Orange County remembers

| 14 Sep 2017 | 02:14

By Julia Ramirez
— The Orange County community gathered Monday evening at Thomas Bull Memorial Park for the annual September 11th Remembrance Ceremony.
Families of victims, survivors and guests were greeted by the Presentation of Colors procession, including members from the Orange County Sheriff’s Office, New York State Police, United States Air Force (NYANG 105th), Post 2064 Maybrook Veterans of Foreign Wars and the Orange County volunteer fire companies.
A solemn quietness came over the audience as politicians and members of the United States military gave their remarks about September 11, 2001.
They took time to recognize the accomplishments of the first-responders and the community as they came together on that tragic day.
State Sen. John J. Bonacic asked the audience to remember the lives of those who passed away by acknowledging the lives of those spared.

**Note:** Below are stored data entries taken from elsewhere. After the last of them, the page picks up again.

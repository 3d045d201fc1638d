//! JSON body extractor that reports failures in the gateway error envelope
//!
//! Axum's `Json` rejects bodies without an `application/json` content type
//! and answers with plain text. Clients of this gateway send JSON bodies with
//! whatever content type their HTTP library picks, so the body is read as
//! bytes and decoded directly. Every failure becomes a 400 with
//! `{"error": "..."}`.
//!
//! Request types do their own field validation inside `Deserialize`, so a
//! successfully extracted value is already valid.

use crate::error::AppError;
use axum::{
    body::Bytes,
    extract::{FromRequest, Request},
};
use serde::de::DeserializeOwned;

/// Validated JSON request body
pub struct ValidatedJson<T>(pub T);

impl<S, T> FromRequest<S> for ValidatedJson<T>
where
    S: Send + Sync,
    T: DeserializeOwned,
{
    type Rejection = AppError;

    async fn from_request(req: Request, state: &S) -> Result<Self, Self::Rejection> {
        let bytes = Bytes::from_request(req, state)
            .await
            .map_err(|rejection| AppError::Validation(rejection.body_text()))?;

        if bytes.iter().all(u8::is_ascii_whitespace) {
            return Err(AppError::Validation("Request body is required".to_string()));
        }

        serde_json::from_slice(&bytes)
            .map(ValidatedJson)
            .map_err(|e| AppError::Validation(rejection_message(&e)))
    }
}

/// Client-facing text for a body that failed to decode
///
/// Field validation errors are raised as custom serde errors and carry
/// exactly the message the client should see; only syntax and type errors
/// get a prefix.
fn rejection_message(e: &serde_json::Error) -> String {
    use serde_json::error::Category;

    match e.classify() {
        Category::Data => strip_position(&e.to_string()),
        Category::Syntax | Category::Eof => format!("Malformed JSON body: {}", e),
        Category::Io => format!("Failed to read request body: {}", e),
    }
}

/// Drop serde_json's " at line X column Y" suffix
fn strip_position(message: &str) -> String {
    match message.rfind(" at line ") {
        Some(idx) => message[..idx].to_string(),
        None => message.to_string(),
    }
}

#[cfg(test)]
mod tests {
    use super::*;
    use axum::body::Body;
    use axum::http::StatusCode;
    use serde::Deserialize;

    #[derive(Debug, Deserialize)]
    struct Probe {
        #[allow(dead_code)]
        name: String,
    }

    async fn extract(body: &'static str, content_type: Option<&str>) -> Result<Probe, AppError> {
        let mut builder = Request::builder().method("POST").uri("/");
        if let Some(ct) = content_type {
            builder = builder.header("content-type", ct);
        }
        let req = builder.body(Body::from(body)).unwrap();
        ValidatedJson::<Probe>::from_request(req, &())
            .await
            .map(|ValidatedJson(p)| p)
    }

    #[tokio::test]
    async fn test_accepts_body_without_json_content_type() {
        assert!(extract(r#"{"name": "x"}"#, None).await.is_ok());
        assert!(extract(r#"{"name": "x"}"#, Some("text/plain")).await.is_ok());
    }

    #[tokio::test]
    async fn test_syntax_error_is_400() {
        let err = extract("{not json", Some("application/json"))
            .await
            .unwrap_err();
        let (status, message) = err.status_and_message();
        assert_eq!(status, StatusCode::BAD_REQUEST);
        assert!(message.starts_with("Malformed JSON body"));
    }

    #[tokio::test]
    async fn test_empty_body_is_400() {
        let err = extract("  ", None).await.unwrap_err();
        let (status, message) = err.status_and_message();
        assert_eq!(status, StatusCode::BAD_REQUEST);
        assert_eq!(message, "Request body is required");
    }

    #[tokio::test]
    async fn test_data_error_drops_position_suffix() {
        let err = extract(r#"{"other": 1}"#, None).await.unwrap_err();
        let (_, message) = err.status_and_message();
        assert_eq!(message, "missing field `name`");
    }
}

“Twenty-five thousand lives were saved because of the sacrifices of our heroes,” he said. “When those who lost their lives look down, they smile on those 25,000 people [and their accomplishments] and say ‘well done, well done’.”
Orange County Executive Steven M. Neuhaus spoke about a young woman he met at a recent graduation ceremony.
“After I spoke, she came up to me and asked if she could give me a hug and kiss,” Neuhaus said. “She recognized I was a member of the military and told me she lost her father, a fire chief of FDNY, on 9/11. She thanked me and was grateful for our military and first-responders.”
Following the remarks, the names of the 44 members of Orange County who lost their lives on September 11, 2001, were read by James W. Taylor and William J. Bratton Jr. of Families of September 11th.
A bell toll rang out after each name was read.
Audience members listened as the ceremony came to a close with a gun salute by the Post V.F.W. of Maybrook, followed by performances of “Amazing Grace” by Michael A. Tully, Pipe Major of the Ancient Order of Hibernians, and “God Bless America” by Army Master Sergeant MaryKay Messenger.
After the ceremony, the community had time to reflect over refreshments provided by ShopRite and music by the Otisville Brass Quintet.
Ella Mae Hedgepeth of Winterton, said she attends the ceremony every year and expressed her concerns living in a Post-9/11 America.
“My son-in-law was a first-responder and had to retire at 37 years old,” she said, largely due to smoke and dust exposure from the attack.
Billy Ferrara of Bullville is a retired FDNY firefighter. He remembers the sights and sounds of 9/11, but is drawn to a silver-lining.
“That day was impressive,” he said, “because of how people put their everyday views aside to help. Everyone forgot about things like politics and religion and came together that day.”